Assignment ->
Please restate the data word for word, leaving out no line.

Given data ->

────────────────

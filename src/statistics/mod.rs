//! Coverage and reduction metrics.
//!
//! Everything here is pure reporting over the outputs of the other modules: how much the
//! class model shrinks the state space ([`WidthSummary`]), how quickly the map concentrates
//! values into few classes ([`reachable_classes`]), and how many classes a prefix of the
//! value range already touches ([`prefix_coverage`]).


use crate::classes::class_count;
use crate::digits::{DigitMultiset, Width};
use crate::error::KaprekarResult;
use crate::transform::Transformer;
use cancel_this::is_cancelled;
use log::{debug, info};
use std::collections::HashSet;

/// Percentage of `total_classes` covered by `classes_reached` (`0.0` if there are no classes).
pub fn coverage(classes_reached: u64, total_classes: u64) -> f64 {
    if total_classes == 0 {
        0.0
    } else {
        classes_reached as f64 / total_classes as f64 * 100.0
    }
}

/// How many raw values one class stands for on average.
pub fn reduction_factor(total_values: u64, class_count: u64) -> f64 {
    if class_count == 0 {
        0.0
    } else {
        total_values as f64 / class_count as f64
    }
}

/// Size of the value space and of the class space of one width.
#[derive(Copy, Clone, PartialEq, Debug)]
#[cfg_attr(feature = "serde", derive(serde::Serialize, serde::Deserialize))]
pub struct WidthSummary {
    pub width: Width,
    pub total_values: u64,
    pub class_count: u64,
    pub reduction_factor: f64,
}

impl From<Width> for WidthSummary {
    fn from(width: Width) -> Self {
        let total_values = width.state_space();
        let class_count = class_count(width);
        WidthSummary {
            width,
            total_values,
            class_count,
            reduction_factor: reduction_factor(total_values, class_count),
        }
    }
}

/// A [`WidthSummary`] for every width in `widths`.
pub fn width_summaries<I>(widths: I) -> Vec<WidthSummary>
where
    I: IntoIterator<Item = Width>,
{
    widths.into_iter().map(WidthSummary::from).collect()
}

/// For `k` in `1..=steps`, the number of distinct classes reached from `seeds` after exactly
/// `k` applications of the map. The result has `steps` entries.
pub fn reachable_classes<I>(
    transformer: &Transformer,
    seeds: I,
    steps: usize,
) -> KaprekarResult<Vec<usize>>
where
    I: IntoIterator<Item = u64>,
{
    let width = transformer.width();
    let mut reached: Vec<HashSet<u64>> = vec![HashSet::new(); steps];
    let mut count = 0usize;
    for seed in seeds {
        is_cancelled!()?;
        let mut value = width.check(seed)?;
        for classes in reached.iter_mut() {
            value = transformer.successor(value);
            classes.insert(DigitMultiset::of_unchecked(value, width).ascending());
        }
        count += 1;
    }
    let counts: Vec<usize> = reached.iter().map(HashSet::len).collect();
    info!(
        "[width:{}] Classes reached from {} seeds after 1..={} steps: {:?}.",
        width, count, steps, counts
    );
    Ok(counts)
}

/// Classes covered by the first `fraction * 10^N` values.
#[derive(Copy, Clone, PartialEq, Debug)]
#[cfg_attr(feature = "serde", derive(serde::Serialize, serde::Deserialize))]
pub struct PrefixCoverage {
    pub fraction: f64,
    pub values_checked: u64,
    pub classes_found: u64,
    /// Percentage of all classes of the width.
    pub coverage: f64,
}

/// For every fraction `p` (clamped to `[0, 1]`), count the classes among the values
/// `0..floor(p * 10^N)`. Results are returned in the order of `fractions`.
pub fn prefix_coverage(width: Width, fractions: &[f64]) -> KaprekarResult<Vec<PrefixCoverage>> {
    let total = width.state_space();
    let total_classes = class_count(width);
    let sizes: Vec<u64> = fractions
        .iter()
        .map(|p| {
            let p = if p.is_nan() { 0.0 } else { p.clamp(0.0, 1.0) };
            ((total as f64 * p) as u64).min(total)
        })
        .collect();

    let mut order: Vec<usize> = (0..sizes.len()).collect();
    order.sort_by_key(|index| sizes[*index]);

    let mut found = vec![0u64; sizes.len()];
    let mut signatures = HashSet::new();
    let mut next = 0u64;
    for index in order {
        is_cancelled!()?;
        while next < sizes[index] {
            signatures.insert(DigitMultiset::of_unchecked(next, width).ascending());
            next += 1;
        }
        found[index] = signatures.len() as u64;
        debug!(
            "[width:{}] First {} values cover {} classes.",
            width, sizes[index], found[index]
        );
    }

    Ok(fractions
        .iter()
        .zip(sizes.iter().zip(found))
        .map(|(fraction, (size, classes))| PrefixCoverage {
            fraction: *fraction,
            values_checked: *size,
            classes_found: classes,
            coverage: coverage(classes, total_classes),
        })
        .collect())
}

────────────────

Answer to this task ->
filename src/statistics/mod.rs
//! Coverage and reduction metrics.
//!
//! Everything here is pure reporting over the outputs of the other modules: how much the
//! class model shrinks the state space ([`WidthSummary`]), how quickly the map concentrates
//! values into few classes ([`reachable_classes`]), and how many classes a prefix of the
//! value range already touches ([`prefix_coverage`]).


use crate::classes::class_count;
use crate::digits::{DigitMultiset, Width};
use crate::error::KaprekarResult;
use crate::transform::Transformer;
use cancel_this::is_cancelled;
use log::{debug, info};
use std::collections::HashSet;

/// Percentage of `total_classes` covered by `classes_reached` (`0.0` if there are no classes).
pub fn coverage(classes_reached: u64, total_classes: u64) -> f64 {
    if total_classes == 0 {
        0.0
    } else {
        classes_reached as f64 / total_classes as f64 * 100.0
    }
}

/// How many raw values one class stands for on average.
pub fn reduction_factor(total_values: u64, class_count: u64) -> f64 {
    if class_count == 0 {
        0.0
    } else {
        total_values as f64 / class_count as f64
    }
}

/// Size of the value space and of the class space of one width.
#[derive(Copy, Clone, PartialEq, Debug)]
#[cfg_attr(feature = "serde", derive(serde::Serialize, serde::Deserialize))]
pub struct WidthSummary {
    pub width: Width,
    pub total_values: u64,
    pub class_count: u64,
    pub reduction_factor: f64,
}

impl From<Width> for WidthSummary {
    fn from(width: Width) -> Self {
        let total_values = width.state_space();
        let class_count = class_count(width);
        WidthSummary {
            width,
            total_values,
            class_count,
            reduction_factor: reduction_factor(total_values, class_count),
        }
    }
}

/// A [`WidthSummary`] for every width in `widths`.
pub fn width_summaries<I>(widths: I) -> Vec<WidthSummary>
where
    I: IntoIterator<Item = Width>,
{
    widths.into_iter().map(WidthSummary::from).collect()
}

/// For `k` in `1..=steps`, the number of distinct classes reached from `seeds` after exactly
/// `k` applications of the map. The result has `steps` entries.
pub fn reachable_classes<I>(
    transformer: &Transformer,
    seeds: I,
    steps: usize,
) -> KaprekarResult<Vec<usize>>
where
    I: IntoIterator<Item = u64>,
{
    let width = transformer.width();
    let mut reached: Vec<HashSet<u64>> = vec![HashSet::new(); steps];
    let mut count = 0usize;
    for seed in seeds {
        is_cancelled!()?;
        let mut value = width.check(seed)?;
        for classes in reached.iter_mut() {
            value = transformer.successor(value);
            classes.insert(DigitMultiset::of_unchecked(value, width).ascending());
        }
        count += 1;
    }
    let counts: Vec<usize> = reached.iter().map(HashSet::len).collect();
    info!(
        "[width:{}] Classes reached from {} seeds after 1..={} steps: {:?}.",
        width, count, steps, counts
    );
    Ok(counts)
}

/// Classes covered by the first `fraction * 10^N` values.
#[derive(Copy, Clone, PartialEq, Debug)]
#[cfg_attr(feature = "serde", derive(serde::Serialize, serde::Deserialize))]
pub struct PrefixCoverage {
    pub fraction: f64,
    pub values_checked: u64,
    pub classes_found: u64,
    /// Percentage of all classes of the width.
    pub coverage: f64,
}

/// For every fraction `p` (clamped to `[0, 1]`), count the classes among the values
/// `0..floor(p * 10^N)`. Results are returned in the order of `fractions`.
pub fn prefix_coverage(width: Width, fractions: &[f64]) -> KaprekarResult<Vec<PrefixCoverage>> {
    let total = width.state_space();
    let total_classes = class_count(width);
    let sizes: Vec<u64> = fractions
        .iter()
        .map(|p| {
            let p = if p.is_nan() { 0.0 } else { p.clamp(0.0, 1.0) };
            ((total as f64 * p) as u64).min(total)
        })
        .collect();

    let mut order: Vec<usize> = (0..sizes.len()).collect();
    order.sort_by_key(|index| sizes[*index]);

    let mut found = vec![0u64; sizes.len()];
    let mut signatures = HashSet::new();
    let mut next = 0u64;
    for index in order {
        is_cancelled!()?;
        while next < sizes[index] {
            signatures.insert(DigitMultiset::of_unchecked(next, width).ascending());
            next += 1;
        }
        found[index] = signatures.len() as u64;
        debug!(
            "[width:{}] First {} values cover {} classes.",
            width, sizes[index], found[index]
        );
    }

    Ok(fractions
        .iter()
        .zip(sizes.iter().zip(found))
        .map(|(fraction, (size, classes))| PrefixCoverage {
            fraction: *fraction,
            values_checked: *size,
            classes_found: classes,
            coverage: coverage(classes, total_classes),
        })
        .collect())
}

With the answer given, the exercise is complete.